* [Given data]

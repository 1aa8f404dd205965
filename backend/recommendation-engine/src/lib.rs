pub mod config;
pub mod engine;
pub mod error;
pub mod models;
pub mod services;
pub mod store;
pub mod utils;

pub use config::EngineConfig;
pub use engine::RecommendationEngine;
pub use error::{DegenerateInput, EngineError, Result};
pub use services::{
    ClusterControl, ClusteringEngine, CollaborativeRecommender, HybridRecommender, Recommender,
    SimilarityEngine,
};
pub use store::{
    Catalog, ClusterCache, InMemoryCatalog, InMemoryClusterCache, InMemoryRatingStore, RatingStore,
};
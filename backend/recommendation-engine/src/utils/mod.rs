// Numeric helpers shared by the recommenders and metrics

use crate::models::ScoredItem;
use std::cmp::Ordering;

/// Clamp a prediction into the rating range `[0, max]`
pub fn clamp_score(score: f32, max: f32) -> f32 {
    score.clamp(0.0, max)
}

/// DCG discount for a 0-indexed rank: log2(rank + 2)
pub fn rank_discount(rank: usize) -> f64 {
    ((rank + 2) as f64).log2()
}

/// Higher score first, then lower item id
pub fn by_score_desc(a: &ScoredItem, b: &ScoredItem) -> Ordering {
    b.score
        .total_cmp(&a.score)
        .then_with(|| a.item_id.cmp(&b.item_id))
}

* [The task] A complete, exact copy of the material is required.

* [Worked solution]
repository 1aa8f404dd205965
filename backend/recommendation-engine/src/lib.rs
pub mod config;
pub mod engine;
pub mod error;
pub mod models;
pub mod services;
pub mod store;
pub mod utils;

pub use config::EngineConfig;
pub use engine::RecommendationEngine;
pub use error::{DegenerateInput, EngineError, Result};
pub use services::{
    ClusterControl, ClusteringEngine, CollaborativeRecommender, HybridRecommender, Recommender,
    SimilarityEngine,
};
pub use store::{
    Catalog, ClusterCache, InMemoryCatalog, InMemoryClusterCache, InMemoryRatingStore, RatingStore,
};
filename backend/recommendation-engine/src/utils/mod.rs
// Numeric helpers shared by the recommenders and metrics

use crate::models::ScoredItem;
use std::cmp::Ordering;

/// Clamp a prediction into the rating range `[0, max]`
pub fn clamp_score(score: f32, max: f32) -> f32 {
    score.clamp(0.0, max)
}

/// DCG discount for a 0-indexed rank: log2(rank + 2)
pub fn rank_discount(rank: usize) -> f64 {
    ((rank + 2) as f64).log2()
}

/// Higher score first, then lower item id
pub fn by_score_desc(a: &ScoredItem, b: &ScoredItem) -> Ordering {
    b.score
        .total_cmp(&a.score)
        .then_with(|| a.item_id.cmp(&b.item_id))
}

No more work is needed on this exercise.